The company has branched out in recent years. It offered its first master's degree in 2015 and its first bachelor's degree in 2018. It also launched a service in 2019 called Coursera for Campus, which lets colleges use the company's content.
In its IPO prospectus, the company offered one of the first detailed looks at how it has been faring.
Users flocked to Coursera for online education during the pandemic. The number of people registered on its platform swelled to around 77 million in 2020, up from 46 million the prior year.
It also nearly doubled the number of students enrolled in its degree programs, from around 6,200 at the end of 2019 to nearly 12,000 a year later. Those programs brought in revenues of nearly $30 million in 2020 compared to about $15 million the year before.
About half of the new students in Coursera's degree programs in 2020 had already been registered on the platform. That could lower the company's marketing costs and allow it to offer lower-priced online degrees, said Phil Hill, a partner at the ed tech consulting firm MindWires. "If that can really prove to be sustainable, that's going to have a big impact on the (online program management) market," he added.
During the early months of the pandemic, the company temporarily made Coursera for Campus free. It now offers a few plans with some free options.

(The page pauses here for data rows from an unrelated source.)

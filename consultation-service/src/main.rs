use std::sync::Arc;

use consultation_service::{OpenRouterBackend, create_app};
use tokio::net::TcpListener;
use tracing::{Level, info, warn};
use tracing_subscriber::{EnvFilter, FmtSubscriber};

#[tokio::main]
async fn main() -> anyhow::Result<()> {
    // Initialize tracing
    let subscriber = FmtSubscriber::builder()
        .with_env_filter(EnvFilter::from_default_env().add_directive(Level::INFO.into()))
        .finish();
    tracing::subscriber::set_global_default(subscriber)?;

    // The service stays up without a key; the copilot flows then answer
    // with the fixed configuration-error text instead of real results.
    if std::env::var("OPENROUTER_API_KEY").is_err() {
        warn!("OPENROUTER_API_KEY not set - copilot flows will return the configuration error text");
    }

    let port = std::env::var("PORT")
        .unwrap_or_else(|_| "3000".to_string())
        .parse::<u16>()
        .unwrap_or(3000);

    let backend = Arc::new(OpenRouterBackend::from_env());
    let app = create_app(backend);
    let listener = TcpListener::bind(format!("0.0.0.0:{}", port)).await?;
    let addr = listener.local_addr()?;

    info!("MediCore Consultation Copilot starting on {}", addr);
    info!("Patient dashboard: GET http://{}/patients", addr);
    info!("Health check endpoint: http://{}/health", addr);

    axum::serve(listener, app).await?;

    Ok(())
}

A Coursera spokesperson told Higher Ed Dive late last year the company is focused on investing in this service and is using the $130 million it raised last year to grow its content catalog and expand internationally.

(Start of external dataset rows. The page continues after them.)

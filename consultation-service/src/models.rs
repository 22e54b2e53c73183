use copilot_core::{
    ChatTurn, HeaderAlerts, Patient, PatientStatus, RequestState, TriageModalState,
    TriageRecommendation,
};
use serde::{Deserialize, Serialize};

#[derive(Debug, Deserialize)]
pub struct UpdateNotesRequest {
    pub notes: String,
}

#[derive(Debug, Deserialize)]
pub struct ChatRequest {
    pub message: String,
}

#[derive(Debug, Serialize)]
pub struct AnalysisResponse {
    pub analysis: String,
}

#[derive(Debug, Serialize)]
pub struct ChatResponse {
    pub reply: String,
    pub transcript_len: usize,
}

#[derive(Debug, Serialize)]
pub struct TriageResponse {
    pub recommendation: Option<TriageRecommendation>,
}

/// Dashboard row for the patient list.
#[derive(Debug, Serialize)]
#[serde(rename_all = "camelCase")]
pub struct PatientSummary {
    pub id: String,
    pub name: String,
    pub age: u32,
    pub status: PatientStatus,
    pub wait_time_minutes: u32,
    #[serde(skip_serializing_if = "Option::is_none")]
    pub triage_note: Option<String>,
}

impl From<&Patient> for PatientSummary {
    fn from(patient: &Patient) -> Self {
        Self {
            id: patient.id.clone(),
            name: patient.name.clone(),
            age: patient.age,
            status: patient.status,
            wait_time_minutes: patient.wait_time_minutes,
            triage_note: patient.triage_note.clone(),
        }
    }
}

/// Full consultation-session snapshot: notes, per-flow request states, the
/// transcript, the derived triage modal state and the header alert flags.
#[derive(Debug, Serialize)]
pub struct SessionSnapshot {
    pub session_id: String,
    pub patient_id: String,
    pub notes: String,
    pub alerts: HeaderAlerts,
    pub analysis: RequestState<String>,
    pub chat: RequestState<String>,
    pub transcript: Vec<ChatTurn>,
    pub triage: RequestState<Option<TriageRecommendation>>,
    pub triage_modal: TriageModalState,
}
use thiserror::Error;

use crate::prompt::MIN_NOTES_LEN;

/// Errors surfaced by the copilot core
#[derive(Debug, Error, Clone, PartialEq)]
pub enum CopilotError {
    #[error("consultation notes too short: at least {MIN_NOTES_LEN} characters required")]
    NotesTooShort,

    #[error("chat message is empty")]
    EmptyMessage,

    #[error("a {0} request is already in flight")]
    FlowBusy(&'static str),

    #[error("patient not found: {0}")]
    PatientNotFound(String),
}

pub type Result<T> = std::result::Result<T, CopilotError>;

More than 130 colleges are paying customers of Coursera for Campus, according to its SEC filing. Overall, revenue from colleges, businesses and government agencies brought in $71 million for the company in 2020, a 47% increase from the year before.

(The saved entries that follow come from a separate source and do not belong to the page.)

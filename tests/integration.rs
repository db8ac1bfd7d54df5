// Copyright 2025
// SPDX-License-Identifier: Apache-2.0
//
// Integration tests for the detection and masking pipeline

use async_trait::async_trait;
use std::sync::atomic::{AtomicUsize, Ordering};
use std::sync::Arc;
use std::time::Duration;

use pii_redactor::{
    Category, DenyListRule, DenyListStore, DetectionOptions, EngineConfig, EntityModel,
    ModelLoader, PiiDetector, Source, StatisticalError, StatisticalRecognizer, TokenPrediction,
};

/// Labels every occurrence of the configured words
struct WordModel {
    words: Vec<(&'static str, &'static str, f64)>,
    delay: Duration,
}

#[async_trait]
impl EntityModel for WordModel {
    async fn predict(&self, text: &str) -> Result<Vec<TokenPrediction>, StatisticalError> {
        if !self.delay.is_zero() {
            tokio::time::sleep(self.delay).await;
        }
        let mut predictions = Vec::new();
        for (word, label, score) in &self.words {
            for (start, _) in text.match_indices(word) {
                predictions.push(TokenPrediction::new(*label, *score, start, start + word.len()));
            }
        }
        Ok(predictions)
    }
}

struct BrokenModel;

#[async_trait]
impl EntityModel for BrokenModel {
    async fn predict(&self, _text: &str) -> Result<Vec<TokenPrediction>, StatisticalError> {
        Err(StatisticalError::Inference("runtime crashed".to_string()))
    }
}

struct SlowLoader {
    loads: AtomicUsize,
    delay: Duration,
}

#[async_trait]
impl ModelLoader for SlowLoader {
    async fn load(&self) -> Result<Arc<dyn EntityModel>, StatisticalError> {
        self.loads.fetch_add(1, Ordering::SeqCst);
        tokio::time::sleep(self.delay).await;
        Ok(Arc::new(WordModel {
            words: vec![("Anna", "B-PER", 0.9)],
            delay: Duration::ZERO,
        }))
    }
}

fn detector_with_model(model: impl EntityModel + 'static) -> PiiDetector {
    PiiDetector::new()
        .unwrap()
        .with_statistical(Arc::new(StatisticalRecognizer::with_model(Arc::new(model))))
}

#[tokio::test]
async fn test_scenario_a_email_and_phone() {
    let detector = PiiDetector::new().unwrap();
    let options = DetectionOptions::default()
        .with_categories(["EMAIL", "PHONE"])
        .with_min_confidence(0.7);

    let text = "Contact john@example.com or call (555) 123-4567";
    let result = detector.mask(text, &options).await;

    assert_eq!(result.masked_text.matches("[[EMAIL]]").count(), 1);
    assert_eq!(result.masked_text.matches("[[PHONE]]").count(), 1);
    assert!(!result.masked_text.contains("john@example.com"));
    assert!(!result.masked_text.contains("(555) 123-4567"));
    assert_eq!(result.masked_text, "Contact [[EMAIL]] or call [[PHONE]]");
}

#[tokio::test]
async fn test_scenario_b_luhn_failure_yields_no_card() {
    let detector = PiiDetector::new().unwrap();
    let spans = detector
        .detect("Card: 4111111111111112", &DetectionOptions::default())
        .await;
    assert!(spans.iter().all(|s| s.category != Category::Card));

    let spans = detector
        .detect("Card: 4111111111111111", &DetectionOptions::default())
        .await;
    assert_eq!(spans.len(), 1);
    assert_eq!(spans[0].category, Category::Card);
}

#[tokio::test]
async fn test_scenario_c_empty_input() {
    let detector = detector_with_model(BrokenModel);
    let result = detector.mask("", &DetectionOptions::default()).await;

    assert_eq!(result.masked_text, "");
    assert!(result.spans.is_empty());
    assert!(result.fingerprint.is_none());
}

#[tokio::test]
async fn test_scenario_d_statistical_toggle_keeps_structural_spans() {
    let detector = detector_with_model(WordModel {
        words: vec![("Anna Berg", "PER", 0.9)],
        delay: Duration::ZERO,
    });
    let text = "Anna Berg, SSN 219-09-9999, mail anna@corp.io";

    let with = detector.detect(text, &DetectionOptions::default()).await;

    let mut options = DetectionOptions::default();
    options.recognizers.statistical = false;
    let without = detector.detect(text, &options).await;

    let structural: Vec<_> = with
        .into_iter()
        .filter(|s| s.provenance.contains(Source::Pattern) || s.provenance.contains(Source::DenyList))
        .collect();
    assert_eq!(structural, without);
    assert_eq!(without.len(), 2);
}

#[tokio::test]
async fn test_scenario_e_overlap_keeps_priority_category_with_union() {
    let store = DenyListStore::new().with_global_rule(DenyListRule::new(
        Category::Name,
        ["Acme Tower"],
        0.9,
        true,
    ));
    let detector = detector_with_model(WordModel {
        words: vec![("Tower North", "LOC", 0.95)],
        delay: Duration::ZERO,
    })
    .with_deny_list(Arc::new(store));

    let text = "Ship it to Acme Tower North today";
    let spans = detector.detect(text, &DetectionOptions::default()).await;

    assert_eq!(spans.len(), 1);
    assert_eq!(spans[0].category, Category::Name);
    assert_eq!(spans[0].matched_text, "Acme Tower North");
    assert_eq!(&text[spans[0].start..spans[0].end], "Acme Tower North");
    assert!(spans[0].provenance.contains(Source::DenyList));
    assert!(spans[0].provenance.contains(Source::Statistical));
}

#[tokio::test]
async fn test_statistical_failure_does_not_abort() {
    let detector = detector_with_model(BrokenModel);
    let result = detector
        .mask("SSN 219-09-9999", &DetectionOptions::default())
        .await;
    assert_eq!(result.masked_text, "SSN [[SSN]]");
}

#[tokio::test]
async fn test_late_statistical_response_is_discarded() {
    let detector = detector_with_model(WordModel {
        words: vec![("Anna", "PER", 0.9)],
        delay: Duration::from_millis(300),
    });
    let options = DetectionOptions {
        timeout_ms: 20,
        ..Default::default()
    };

    let result = detector.mask("Anna: 219-09-9999", &options).await;
    assert_eq!(result.masked_text, "Anna: [[SSN]]");
    assert!(result
        .spans
        .iter()
        .all(|s| !s.provenance.contains(Source::Statistical)));
}

#[tokio::test]
async fn test_statistical_names_are_masked() {
    let detector = detector_with_model(WordModel {
        words: vec![("Anna", "B-PER", 0.9), ("Berlin", "B-LOC", 0.9)],
        delay: Duration::ZERO,
    });
    let result = detector
        .mask("Dear Anna, welcome to Berlin", &DetectionOptions::default())
        .await;
    assert_eq!(result.masked_text, "Dear [[NAME]], welcome to [[ADDRESS]]");
}

#[tokio::test]
async fn test_shared_detector_loads_model_once() {
    let loader = Arc::new(SlowLoader {
        loads: AtomicUsize::new(0),
        delay: Duration::from_millis(30),
    });
    let detector = Arc::new(
        PiiDetector::new()
            .unwrap()
            .with_statistical(Arc::new(StatisticalRecognizer::new(loader.clone()))),
    );

    let mut handles = Vec::new();
    for _ in 0..8 {
        let detector = Arc::clone(&detector);
        handles.push(tokio::spawn(async move {
            detector
                .mask("Anna called", &DetectionOptions::default())
                .await
        }));
    }
    for handle in handles {
        let result = handle.await.unwrap();
        assert_eq!(result.masked_text, "[[NAME]] called");
    }

    assert_eq!(loader.loads.load(Ordering::SeqCst), 1);
}

#[tokio::test]
async fn test_model_load_outlives_short_deadlines() {
    let loader = Arc::new(SlowLoader {
        loads: AtomicUsize::new(0),
        delay: Duration::from_millis(100),
    });
    let detector = PiiDetector::new()
        .unwrap()
        .with_statistical(Arc::new(StatisticalRecognizer::new(loader.clone())));
    let options = DetectionOptions {
        timeout_ms: 60,
        ..Default::default()
    };

    let first = detector.mask("Anna called", &options).await;
    assert_eq!(first.masked_text, "Anna called");

    let mut last = first;
    for _ in 0..4 {
        tokio::time::sleep(Duration::from_millis(60)).await;
        last = detector.mask("Anna called", &options).await;
    }

    assert_eq!(last.masked_text, "[[NAME]] called");
    assert_eq!(loader.loads.load(Ordering::SeqCst), 1);
}

#[tokio::test]
async fn test_tenant_deny_list_from_config() {
    let config = EngineConfig::from_json_str(
        r#"{
            "deny_list": {
                "global": [{"category": "NAME", "literals": ["Project Falcon"]}],
                "tenants": {"acme": [{"category": "ADDRESS", "literals": ["Acme Tower"], "confidence": 0.8}]}
            }
        }"#,
    )
    .unwrap();
    let detector = PiiDetector::from_config(&config).unwrap();
    let text = "Project Falcon kickoff at Acme Tower";

    let global_only = detector.mask(text, &DetectionOptions::default()).await;
    assert_eq!(global_only.masked_text, "[[NAME]] kickoff at Acme Tower");

    let tenant = detector
        .mask(text, &DetectionOptions::default().with_tenant("acme"))
        .await;
    assert_eq!(tenant.masked_text, "[[NAME]] kickoff at [[ADDRESS]]");
}

#[tokio::test]
async fn test_placeholders_are_not_redetected() {
    let detector = PiiDetector::new().unwrap();
    let text = "Mail anna@corp.io, IBAN DE89370400440532013000, card 4111 1111 1111 1111, \
                SSN 219-09-9999, see https://corp.io/u/7, BIC DEUTDEFF";

    let first = detector.mask(text, &DetectionOptions::default()).await;
    assert_eq!(first.spans.len(), 6);

    let second = detector
        .mask(&first.masked_text, &DetectionOptions::default())
        .await;
    assert!(second.spans.is_empty());
    assert_eq!(second.masked_text, first.masked_text);
}

#[tokio::test]
async fn test_repeated_calls_are_deterministic() {
    let detector = detector_with_model(WordModel {
        words: vec![("Anna", "PER", 0.8)],
        delay: Duration::ZERO,
    });
    let text = "Anna (anna@corp.io, +1 555-201-3344) was born 04/12/1987 in 55401.";

    let first = detector.mask(text, &DetectionOptions::default()).await;
    for _ in 0..5 {
        let again = detector.mask(text, &DetectionOptions::default()).await;
        assert_eq!(again.spans, first.spans);
        assert_eq!(again.masked_text, first.masked_text);
        assert_eq!(again.fingerprint, first.fingerprint);
    }
}

#[tokio::test]
async fn test_large_text_performance() {
    let detector = PiiDetector::new().unwrap();

    let mut text = String::new();
    for i in 0..1000 {
        text.push_str(&format!(
            "Customer c{}: SSN 219-09-{:04}, Email user{}@corp.io\n",
            i,
            1000 + i,
            i
        ));
    }

    let start = std::time::Instant::now();
    let result = detector.mask(&text, &DetectionOptions::default()).await;
    let duration = start.elapsed();

    assert_eq!(result.masked_text.matches("[[SSN]]").count(), 1000);
    assert_eq!(result.masked_text.matches("[[EMAIL]]").count(), 1000);

    println!("Processed {} bytes in {:?}", text.len(), duration);
}

async fn fastest_mask(detector: &PiiDetector, text: &str) -> (Duration, usize) {
    let mut best = Duration::MAX;
    let mut masked = 0;
    for _ in 0..3 {
        let start = std::time::Instant::now();
        let result = detector.mask(text, &DetectionOptions::default()).await;
        best = best.min(start.elapsed());
        masked = result.spans.len();
    }
    (best, masked)
}

#[tokio::test]
async fn test_masking_time_grows_linearly() {
    let detector = PiiDetector::new().unwrap();
    let small = "mail ab@corp.io ".repeat(2000);
    let large = "mail ab@corp.io ".repeat(8000);

    let (small_time, small_count) = fastest_mask(&detector, &small).await;
    let (large_time, large_count) = fastest_mask(&detector, &large).await;

    assert_eq!(small_count, 2000);
    assert_eq!(large_count, 8000);
    // 4x the input; quadratic work would be about 16x
    assert!(
        large_time < small_time * 10 + Duration::from_millis(100),
        "small {:?}, large {:?}",
        small_time,
        large_time
    );
}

The momentum is likely a big part of the reason Coursera is going public now, Hill said.
Still, the company faces headwinds. Though its revenue grew by more than half to $294 million last year, its net loss increased 43% to nearly $67 million. Coursera noted in its SEC filing that it has incurred significant net losses since its start and doesn't expect to be profitable "for the foreseeable future" as it expands its platform and improves its technology.
It's also unclear if colleges and students will disfavor online learning once more face-to-face options become available. "[W]e cannot predict whether these trends will continue if and when the pandemic begins to subside, restrictions ease, and the risk and barriers associated with in-person learning and training decrease," the company wrote.